Procurator (ancient Rome)
Procurator was a title of certain officials in ancient Rome who were in charge of the financial affairs of a province, or imperial governor of a minor province.
Fiscal officers
A fiscal procurator was the chief financial officer of a province during the Principate. A fiscal procurator worked alongside the legatus Augusti pro praetore of his province but was not subordinate to him, reporting directly to the emperor. The governor headed the civil and judicial administration of the province and was the commander-in-chief of all military units deployed there. The procurator, with his own staff and agents, was in charge of the province's financial affairs, including the following primary responsibilities:- the collection of taxes, especially the land tax, poll tax, and the portorium, an imperial duty on the carriage of goods on public highways
- collection of rents on land belonging to imperial estates
- management of mines
- the distribution of pay to public servants
Provincial governors
A procurator Augusti, however, might also be the governor of the smaller imperial provinces. The same title was held by the fiscal procurators, who assisted governors of the senatorial provinces, who were always senators.In addition, procurator was the title given to various other officials in Rome and Italy.

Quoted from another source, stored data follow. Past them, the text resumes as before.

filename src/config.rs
//! Environment-driven engine settings.
//!
//! [`Settings::from_env`] reads plain upper-case variables (`REDIS_URL`,
//! `BATCH_MIN_SIZE`, ...) with per-field defaults. Unparseable values
//! fall back to the default with a warning rather than failing startup.

use std::env;
use std::fmt::Debug;
use std::str::FromStr;

use serde::{Deserialize, Serialize};
use tracing::warn;

use crate::types::{BatchStrategy, RoutingStrategy, SemanticCacheConfig};
use crate::Result;

/// Engine settings, usually loaded from the environment.
#[derive(Debug, Clone, Serialize, Deserialize)]
pub struct Settings {
    // External services
    pub redis_url: String,
    pub openai_api_key: Option<String>,
    pub anthropic_api_key: Option<String>,

    // Batching
    pub batch_min_size: usize,
    pub batch_max_size: usize,
    pub batch_max_wait_ms: u64,
    pub batch_target_latency_p95: u64,
    pub enable_semantic_grouping: bool,
    pub priority_lanes: bool,

    // Caching
    pub semantic_cache_enabled: bool,
    pub cache_similarity_threshold: f64,
    pub cache_max_size: usize,
    pub cache_ttl_seconds: u64,
    pub prefix_cache_enabled: bool,

    // Routing
    pub routing_strategy: RoutingStrategy,
    pub cost_weight: f64,

    // Limits
    pub rate_limit_rpm: u64,

    // API surface (consumed by the out-of-crate HTTP layer)
    pub api_host: String,
    pub api_port: u16,
}

impl Default for Settings {
    fn default() -> Self {
        Self {
            redis_url: "redis://localhost:6379".into(),
            openai_api_key: None,
            anthropic_api_key: None,
            batch_min_size: 4,
            batch_max_size: 64,
            batch_max_wait_ms: 50,
            batch_target_latency_p95: 100,
            enable_semantic_grouping: true,
            priority_lanes: true,
            semantic_cache_enabled: true,
            cache_similarity_threshold: 0.90,
            cache_max_size: 10_000,
            cache_ttl_seconds: 3600,
            prefix_cache_enabled: true,
            routing_strategy: RoutingStrategy::CostOptimal,
            cost_weight: 0.7,
            rate_limit_rpm: 600,
            api_host: "0.0.0.0".into(),
            api_port: 8000,
        }
    }
}

impl Settings {
    /// Load settings from the environment, defaulting field-by-field.
    pub fn from_env() -> Self {
        let defaults = Self::default();
        Self {
            redis_url: env_or("REDIS_URL", defaults.redis_url),
            openai_api_key: env::var("OPENAI_API_KEY").ok(),
            anthropic_api_key: env::var("ANTHROPIC_API_KEY").ok(),
            batch_min_size: env_parse("BATCH_MIN_SIZE", defaults.batch_min_size),
            batch_max_size: env_parse("BATCH_MAX_SIZE", defaults.batch_max_size),
            batch_max_wait_ms: env_parse("BATCH_MAX_WAIT_MS", defaults.batch_max_wait_ms),
            batch_target_latency_p95: env_parse(
                "BATCH_TARGET_LATENCY_P95",
                defaults.batch_target_latency_p95,
            ),
            enable_semantic_grouping: env_parse(
                "ENABLE_SEMANTIC_GROUPING",
                defaults.enable_semantic_grouping,
            ),
            priority_lanes: env_parse("PRIORITY_LANES", defaults.priority_lanes),
            semantic_cache_enabled: env_parse(
                "SEMANTIC_CACHE_ENABLED",
                defaults.semantic_cache_enabled,
            ),
            cache_similarity_threshold: env_parse(
                "CACHE_SIMILARITY_THRESHOLD",
                defaults.cache_similarity_threshold,
            ),
            cache_max_size: env_parse("CACHE_MAX_SIZE", defaults.cache_max_size),
            cache_ttl_seconds: env_parse("CACHE_TTL_SECONDS", defaults.cache_ttl_seconds),
            prefix_cache_enabled: env_parse(
                "PREFIX_CACHE_ENABLED",
                defaults.prefix_cache_enabled,
            ),
            routing_strategy: env_parse("ROUTING_STRATEGY", defaults.routing_strategy),
            cost_weight: env_parse("COST_WEIGHT", defaults.cost_weight).clamp(0.0, 1.0),
            rate_limit_rpm: env_parse("RATE_LIMIT_RPM", defaults.rate_limit_rpm),
            api_host: env_or("API_HOST", defaults.api_host),
            api_port: env_parse("API_PORT", defaults.api_port),
        }
    }

    /// Batching strategy derived from these settings.
    pub fn batch_strategy(&self) -> Result<BatchStrategy> {
        Ok(BatchStrategy::new(self.batch_min_size, self.batch_max_size)?
            .max_wait_ms(self.batch_max_wait_ms)
            .target_latency_p95_ms(self.batch_target_latency_p95)
            .similarity_threshold(self.cache_similarity_threshold)
            .semantic_grouping(self.enable_semantic_grouping)
            .priority_lanes(self.priority_lanes))
    }

    /// Semantic cache configuration derived from these settings.
    pub fn semantic_cache_config(&self) -> SemanticCacheConfig {
        SemanticCacheConfig {
            enabled: self.semantic_cache_enabled,
            similarity_threshold: self.cache_similarity_threshold,
            max_cache_size: self.cache_max_size,
            ..SemanticCacheConfig::default()
        }
    }
}

fn env_or(key: &str, default: String) -> String {
    env::var(key).unwrap_or(default)
}

fn env_parse<T>(key: &str, default: T) -> T
where
    T: FromStr + Debug,
{
    match env::var(key) {
        Ok(raw) => match raw.parse() {
            Ok(value) => value,
            Err(_) => {
                warn!(key, raw, ?default, "unparseable setting, using default");
                default
            }
        },
        Err(_) => default,
    }
}
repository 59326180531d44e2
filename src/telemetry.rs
//! Telemetry metric name constants.
//!
//! Centralised metric names for costwise operations. Consumers install
//! their own `metrics` recorder (e.g. prometheus, statsd); without a
//! recorder installed, all metric calls are no-ops.
//!
//! # Metric naming conventions
//!
//! All metrics are prefixed with `costwise_`. Counters end in `_total`,
//! histograms use meaningful units (e.g. `_seconds`).
//!
//! # Common labels
//!
//! - `model` — model id (e.g. "gpt-3.5", "local-vllm")
//! - `tier` — cache tier: "exact" | "semantic" | "prefix"
//! - `lane` — priority lane: "express" | "standard" | "batch"
//! - `status` — outcome: "ok" or "error"
//! - `direction` — token direction: "prompt" or "completion"

/// Total inference requests accepted by the engine.
///
/// Labels: `model`, `status` ("ok" | "error").
pub const REQUESTS_TOTAL: &str = "costwise_requests_total";

/// End-to-end request duration in seconds.
///
/// Labels: `model`.
pub const REQUEST_DURATION_SECONDS: &str = "costwise_request_duration_seconds";

/// Total cache hits.
///
/// Labels: `tier`.
pub const CACHE_HITS_TOTAL: &str = "costwise_cache_hits_total";

/// Total cache misses (counted once per hierarchy probe).
pub const CACHE_MISSES_TOTAL: &str = "costwise_cache_misses_total";

/// Total cache evictions.
///
/// Labels: `tier`.
pub const CACHE_EVICTIONS_TOTAL: &str = "costwise_cache_evictions_total";

/// Total batches dispatched.
///
/// Labels: `lane`.
pub const BATCHES_TOTAL: &str = "costwise_batches_total";

/// Size of dispatched batches.
pub const BATCH_SIZE: &str = "costwise_batch_size";

/// Total routing decisions made.
///
/// Labels: `model`, `strategy`.
pub const ROUTING_DECISIONS_TOTAL: &str = "costwise_routing_decisions_total";

/// Total dispatch retries (not counting the initial attempt).
///
/// Labels: `model`.
pub const DISPATCH_RETRIES_TOTAL: &str = "costwise_dispatch_retries_total";

/// Total circuit breaker open events.
///
/// Labels: `model`.
pub const BREAKER_OPENED_TOTAL: &str = "costwise_breaker_opened_total";

/// Total tokens consumed on backend dispatches.
///
/// Labels: `model`, `direction` ("prompt" | "completion").
pub const TOKENS_TOTAL: &str = "costwise_tokens_total";

/// Per-request net cost in USD.
///
/// Labels: `model`.
pub const REQUEST_COST_USD: &str = "costwise_request_cost_usd";

/// Total requests rejected by the rate limiter.
pub const RATE_LIMITED_TOTAL: &str = "costwise_rate_limited_total";
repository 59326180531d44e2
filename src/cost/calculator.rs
//! Inference cost calculation.

use std::collections::HashMap;

use tracing::debug;

use crate::types::ModelConfig;

/// Per-1K-token prices (input, output) for one model.
#[derive(Debug, Clone, Copy, PartialEq)]
pub struct Pricing {
    pub input_per_1k: f64,
    pub output_per_1k: f64,
}

/// Calculates dollar costs for inference requests.
///
/// Uses the model's configured per-1K prices, with an optional override
/// table taking precedence (e.g. negotiated rates that differ from the
/// published model config).
#[derive(Debug, Clone, Default)]
pub struct CostCalculator {
    overrides: HashMap<String, Pricing>,
}

impl CostCalculator {
    pub fn new() -> Self {
        Self::default()
    }

    /// Add a price override for a model id.
    pub fn with_override(mut self, model_id: impl Into<String>, pricing: Pricing) -> Self {
        self.overrides.insert(model_id.into(), pricing);
        self
    }

    /// Cost in USD for the given token counts on `model`.
    pub fn calculate(&self, model: &ModelConfig, input_tokens: u32, output_tokens: u32) -> f64 {
        let (input_per_1k, output_per_1k) = match self.overrides.get(&model.id) {
            Some(p) => (p.input_per_1k, p.output_per_1k),
            None => (
                model.cost_per_1k_input_tokens,
                model.cost_per_1k_output_tokens,
            ),
        };
        let total = f64::from(input_tokens) / 1000.0 * input_per_1k
            + f64::from(output_tokens) / 1000.0 * output_per_1k;
        debug!(
            model = model.id,
            input_tokens, output_tokens, total, "cost calculated"
        );
        total
    }

    /// Dollars saved by serving with `alternative` instead of `base`
    /// (never negative).
    pub fn calculate_savings(
        &self,
        base: &ModelConfig,
        alternative: &ModelConfig,
        input_tokens: u32,
        output_tokens: u32,
    ) -> f64 {
        let base_cost = self.calculate(base, input_tokens, output_tokens);
        let alt_cost = self.calculate(alternative, input_tokens, output_tokens);
        (base_cost - alt_cost).max(0.0)
    }
}
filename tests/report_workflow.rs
use readiness_assessment::assessment::questionnaire::uniform_answers;
use readiness_assessment::assessment::{
    AssessmentRubric, Decision, FixedJitter, GapStatus, NoJitter, RandomJitter, ReportAssembler,
};
use readiness_assessment::error::AppError;
use readiness_assessment::import::AnswerImporter;
use std::path::PathBuf;

fn fixture(name: &str) -> PathBuf {
    PathBuf::from(env!("CARGO_MANIFEST_DIR"))
        .join("tests")
        .join("fixtures")
        .join(name)
}

#[test]
fn csv_export_scores_into_maybe_report() {
    let sheet = AnswerImporter::from_path(fixture("answers.csv")).expect("fixture imports");
    assert_eq!(sheet.len(), 18);

    let report = ReportAssembler::standard()
        .assemble_sheet(&sheet, &mut NoJitter)
        .expect("report builds");

    assert_eq!(report.psychometric.overall, 63);
    assert_eq!(report.technical.overall, 40);
    assert_eq!(report.wiscar.overall, 78);
    assert_eq!(report.overall, 58);
    assert_eq!(report.recommendation.decision, Decision::Maybe);
    assert_eq!(report.recommendation.confidence, 58);
    assert_eq!(
        report.headline(),
        "You Have Potential - With Some Development"
    );
}

#[test]
fn json_export_applies_overrides_and_last_answer() {
    let sheet = AnswerImporter::from_path(fixture("answers.json")).expect("fixture imports");
    assert_eq!(sheet.len(), 5);

    let report = ReportAssembler::standard()
        .assemble_sheet(&sheet, &mut NoJitter)
        .expect("report builds");

    // psych_4 was re-tagged as motivation, tech_1 as aptitude
    assert_eq!(report.psychometric.motivation, 80);
    assert_eq!(report.psychometric.cognitive_style, 0);
    assert_eq!(report.technical.aptitude, 0);
    assert_eq!(report.technical.prerequisite, 20);
    assert_eq!(report.wiscar.will, 40);

    assert_eq!(report.psychometric.overall, 40);
    assert_eq!(report.technical.overall, 7);
    assert_eq!(report.wiscar.overall, 20);
    // 12 + 2.8 + 6 = 20.8
    assert_eq!(report.overall, 21);
    assert_eq!(report.recommendation.decision, Decision::No);
}

#[test]
fn skill_gaps_summarise_every_area() {
    let report = ReportAssembler::standard()
        .assemble(&uniform_answers(4), &mut FixedJitter::new(0.5))
        .expect("report builds");

    let gaps = &report.skill_gaps;
    assert_eq!(gaps.areas.len(), 5);
    assert_eq!(gaps.at_target + gaps.developing + gaps.needs_focus, 5);

    let fundamentals = &gaps.areas[0];
    assert_eq!(fundamentals.name, "3D Fundamentals");
    assert_eq!(fundamentals.current, 80);
    assert_eq!(fundamentals.gap, 5);
    assert_eq!(fundamentals.status, GapStatus::Developing);

    let creative = &gaps.areas[4];
    assert_eq!(creative.gap, -10);
    assert_eq!(creative.status, GapStatus::AtTarget);
    assert_eq!(creative.timeframe, "Maintain");
}

#[test]
fn json_report_uses_snake_case_fields() {
    let report = ReportAssembler::standard()
        .assemble(&uniform_answers(2), &mut RandomJitter::seeded(5))
        .expect("report builds");

    let value = serde_json::to_value(&report).expect("report serializes");
    assert_eq!(value["overall"], 40);
    assert_eq!(value["recommendation"]["decision"], "No");
    assert!(value["career_paths"][0]["match"].is_u64());
    assert!(value["psychometric"]["interest_score"].is_u64());
}

#[test]
fn custom_rubric_thresholds_change_the_tier() {
    let mut rubric = AssessmentRubric::standard();
    rubric.decision.yes_threshold = 60;

    let report = ReportAssembler::new(rubric)
        .assemble(&uniform_answers(3), &mut NoJitter)
        .expect("report builds");

    assert_eq!(report.overall, 60);
    assert_eq!(report.recommendation.decision, Decision::Yes);
}

#[test]
fn app_error_wraps_import_failures() {
    let error: AppError = AnswerImporter::from_path(fixture("missing.csv"))
        .expect_err("fixture is absent")
        .into();

    assert!(matches!(error, AppError::Import(_)));
    assert!(error.to_string().starts_with("import error: failed to read answer export"));
}
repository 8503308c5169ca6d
mod common;
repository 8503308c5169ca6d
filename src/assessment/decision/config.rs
use serde::{Deserialize, Serialize};

/// Confidence ceiling and jitter allowance for one decision tier.
#[derive(Debug, Clone, Copy, PartialEq, Serialize, Deserialize)]
pub struct TierBand {
    pub confidence_cap: u8,
    pub jitter_span: f64,
}

/// Readiness cut-offs separating the Yes, Maybe and No tiers.
#[derive(Debug, Clone, PartialEq, Serialize, Deserialize)]
pub struct DecisionConfig {
    pub yes_threshold: u8,
    pub maybe_threshold: u8,
    pub yes: TierBand,
    pub maybe: TierBand,
    pub no: TierBand,
}

impl DecisionConfig {
    pub fn standard() -> Self {
        Self {
            yes_threshold: 75,
            maybe_threshold: 50,
            yes: TierBand {
                confidence_cap: 95,
                jitter_span: 10.0,
            },
            maybe: TierBand {
                confidence_cap: 85,
                jitter_span: 15.0,
            },
            no: TierBand {
                confidence_cap: 75,
                jitter_span: 20.0,
            },
        }
    }
}

impl Default for DecisionConfig {
    fn default() -> Self {
        Self::standard()
    }
}
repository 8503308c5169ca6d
use std::env;
use std::fmt;

/// Distinguishes runtime behavior for different stages of the tool.
#[derive(Debug, Clone, Copy, PartialEq, Eq)]
pub enum AppEnvironment {
    Development,
    Test,
    Production,
}

impl AppEnvironment {
    fn from_str(value: &str) -> Self {
        match value.trim().to_ascii_lowercase().as_str() {
            "prod" | "production" => Self::Production,
            "test" | "ci" => Self::Test,
            _ => Self::Development,
        }
    }
}

/// Top-level configuration for the application.
#[derive(Debug, Clone)]
pub struct AppConfig {
    pub environment: AppEnvironment,
    pub scoring: ScoringConfig,
    pub telemetry: TelemetryConfig,
}

impl AppConfig {
    pub fn load() -> Result<Self, ConfigError> {
        dotenvy::dotenv().ok();

        let environment = AppEnvironment::from_str(
            &env::var("APP_ENV").unwrap_or_else(|_| "development".to_string()),
        );

        let jitter = JitterMode::parse(
            &env::var("ASSESSMENT_JITTER").unwrap_or_else(|_| "random".to_string()),
        )?;

        let seed = match env::var("ASSESSMENT_JITTER_SEED") {
            Ok(raw) if !raw.trim().is_empty() => Some(
                raw.trim()
                    .parse::<u64>()
                    .map_err(|_| ConfigError::InvalidSeed { value: raw })?,
            ),
            _ => None,
        };

        let log_level = env::var("APP_LOG_LEVEL").unwrap_or_else(|_| "info".to_string());

        Ok(Self {
            environment,
            scoring: ScoringConfig { jitter, seed },
            telemetry: TelemetryConfig { log_level },
        })
    }
}

/// How confidence jitter is sourced when assembling reports.
#[derive(Debug, Clone, Copy, PartialEq, Eq)]
pub enum JitterMode {
    Random,
    None,
}

impl JitterMode {
    fn parse(value: &str) -> Result<Self, ConfigError> {
        match value.trim().to_ascii_lowercase().as_str() {
            "random" | "" => Ok(Self::Random),
            "none" | "off" => Ok(Self::None),
            _ => Err(ConfigError::InvalidJitterMode {
                value: value.to_string(),
            }),
        }
    }
}

/// Scoring controls. A seed makes random jitter reproducible.
#[derive(Debug, Clone)]
pub struct ScoringConfig {
    pub jitter: JitterMode,
    pub seed: Option<u64>,
}

/// Tracing controls.
#[derive(Debug, Clone)]
pub struct TelemetryConfig {
    pub log_level: String,
}

#[derive(Debug)]
pub enum ConfigError {
    InvalidJitterMode { value: String },
    InvalidSeed { value: String },
}

impl fmt::Display for ConfigError {
    fn fmt(&self, f: &mut fmt::Formatter<'_>) -> fmt::Result {
        match self {
            ConfigError::InvalidJitterMode { value } => write!(
                f,
                "ASSESSMENT_JITTER must be 'random' or 'none' (got '{}')",
                value
            ),
            ConfigError::InvalidSeed { value } => write!(
                f,
                "ASSESSMENT_JITTER_SEED must be a valid u64 (got '{}')",
                value
            ),
        }
    }
}

impl std::error::Error for ConfigError {}
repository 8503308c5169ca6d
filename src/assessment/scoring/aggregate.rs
use super::super::domain::{Answer, Category};
use super::round_score;
use serde::Serialize;
use std::collections::BTreeMap;

/// Points awarded per option step. The top option (4) therefore averages to 80.
pub const POINTS_PER_OPTION: f64 = 20.0;

/// Mean option index of the answers tagged with `category`, times [`POINTS_PER_OPTION`].
///
/// An unanswered category scores 0.
pub fn category_score(answers: &[Answer], category: Category) -> u8 {
    let (sum, count) = answers
        .iter()
        .filter(|answer| answer.category == category.tag())
        .fold((0_i64, 0_usize), |(sum, count), answer| {
            (sum + i64::from(answer.value), count + 1)
        });

    if count == 0 {
        return 0;
    }

    round_score((sum as f64 / count as f64) * POINTS_PER_OPTION)
}

/// One score per known category, computed from a single answer list.
#[derive(Debug, Clone, Default, PartialEq, Eq, Serialize)]
pub struct CategoryScores {
    scores: BTreeMap<Category, u8>,
}

impl CategoryScores {
    pub fn from_answers(answers: &[Answer]) -> Self {
        let scores = Category::ordered()
            .into_iter()
            .map(|category| (category, category_score(answers, category)))
            .collect();
        Self { scores }
    }

    pub fn get(&self, category: Category) -> u8 {
        self.scores.get(&category).copied().unwrap_or(0)
    }

    pub fn iter(&self) -> impl Iterator<Item = (Category, u8)> + '_ {
        self.scores.iter().map(|(category, score)| (*category, *score))
    }
}
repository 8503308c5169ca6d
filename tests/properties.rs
use proptest::prelude::*;
use readiness_assessment::assessment::questionnaire::reference_questions;
use readiness_assessment::assessment::{
    Answer, Category, CategoryScores, Decision, DecisionConfig, DecisionEngine, FixedJitter,
    RandomJitter, ReadinessReport, ReportAssembler,
};

fn answer_strategy() -> impl Strategy<Value = Vec<Answer>> {
    let bank = reference_questions().len();
    prop::collection::vec((0..bank, 0..=4i32), 0..40).prop_map(|picks| {
        picks
            .into_iter()
            .map(|(index, value)| reference_questions()[index].answer(value))
            .collect()
    })
}

fn all_scores(report: &ReadinessReport) -> Vec<u8> {
    let p = &report.psychometric;
    let t = &report.technical;
    let w = &report.wiscar;
    let mut scores = vec![
        p.interest_score,
        p.personality_fit,
        p.cognitive_style,
        p.motivation,
        p.overall,
        t.aptitude,
        t.prerequisite,
        t.domain_knowledge,
        t.overall,
        w.will,
        w.interest,
        w.skill,
        w.cognitive,
        w.ability,
        w.real_world,
        w.overall,
        report.overall,
        report.recommendation.confidence,
    ];
    scores.extend(report.career_paths.iter().map(|career| career.match_score));
    scores
}

proptest! {
    #[test]
    fn every_reported_score_stays_within_percent_range(
        answers in answer_strategy(),
        fraction in 0.0f64..=1.0,
    ) {
        let report = ReportAssembler::standard()
            .assemble(&answers, &mut FixedJitter::new(fraction))
            .expect("generated answers are in range");

        for score in all_scores(&report) {
            prop_assert!(score <= 100);
        }
    }

    #[test]
    fn category_scores_never_exceed_top_option(answers in answer_strategy()) {
        let categories = CategoryScores::from_answers(&answers);
        for category in Category::ordered() {
            prop_assert!(categories.get(category) <= 80);
        }
    }

    #[test]
    fn career_paths_are_sorted_and_within_profile_bounds(answers in answer_strategy()) {
        let assembler = ReportAssembler::standard();
        let report = assembler
            .assemble(&answers, &mut FixedJitter::new(0.0))
            .expect("generated answers are in range");

        prop_assert_eq!(report.career_paths.len(), 5);
        for pair in report.career_paths.windows(2) {
            prop_assert!(pair[0].match_score >= pair[1].match_score);
        }
        for career in &report.career_paths {
            let profile = assembler
                .rubric()
                .careers
                .profiles()
                .iter()
                .find(|profile| profile.title == career.title)
                .expect("matched career comes from the catalog");
            prop_assert!(career.match_score >= profile.min_match);
            prop_assert!(career.match_score <= profile.max_match);
        }
    }

    #[test]
    fn decision_follows_thresholds_and_confidence_respects_caps(
        overall in 0u8..=100,
        seed in any::<u64>(),
    ) {
        let config = DecisionConfig::standard();
        let engine = DecisionEngine::new(config.clone());
        let outcome = engine.decide(overall, &mut RandomJitter::seeded(seed));

        let (expected, cap) = if overall >= config.yes_threshold {
            (Decision::Yes, config.yes.confidence_cap)
        } else if overall >= config.maybe_threshold {
            (Decision::Maybe, config.maybe.confidence_cap)
        } else {
            (Decision::No, config.no.confidence_cap)
        };

        prop_assert_eq!(outcome.decision, expected);
        prop_assert!(outcome.confidence <= cap);
        prop_assert!(outcome.confidence >= overall.min(cap));
    }

    #[test]
    fn seeded_reports_are_identical(answers in answer_strategy(), seed in any::<u64>()) {
        let assembler = ReportAssembler::standard();
        let first = assembler
            .assemble(&answers, &mut RandomJitter::seeded(seed))
            .expect("generated answers are in range");
        let second = assembler
            .assemble(&answers, &mut RandomJitter::seeded(seed))
            .expect("generated answers are in range");

        prop_assert_eq!(first, second);
    }

    #[test]
    fn unknown_categories_leave_reports_untouched(
        answers in answer_strategy(),
        value in 0..=4i32,
    ) {
        let assembler = ReportAssembler::standard();
        let baseline = assembler
            .assemble(&answers, &mut FixedJitter::new(0.5))
            .expect("generated answers are in range");

        let mut padded = answers.clone();
        padded.push(Answer::new("extra_1", value, "Interest"));
        padded.push(Answer::new("extra_2", value, "teamwork"));
        let report = assembler
            .assemble(&padded, &mut FixedJitter::new(0.5))
            .expect("extra answers are in range");

        prop_assert_eq!(report, baseline);
    }

    #[test]
    fn values_outside_option_range_are_rejected(
        answers in answer_strategy(),
        value in prop_oneof![i32::MIN..0, 5..i32::MAX],
    ) {
        let mut answers = answers;
        answers.push(Answer::new("psych_1", value, "interest"));

        let result = ReportAssembler::standard().assemble(&answers, &mut FixedJitter::new(0.0));
        prop_assert!(result.is_err());
    }
}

After the mid-first century, as a result of the Pax Romana, the provinces previously governed by prefects, who were military men, were gradually moved into the hands of procurators, who were essentially civilian fiscal officials. Egypt, as the special private domain of the emperor, which was administered by a Praefectus Augustalis, remained the exception. This transfer created some confusion among scholars dealing with Pontius Pilate, governor of Judaea, who was often thought to have been a procurator, until the excavation of the inscribed so-called Pilate Stone, which proved his title was prefect.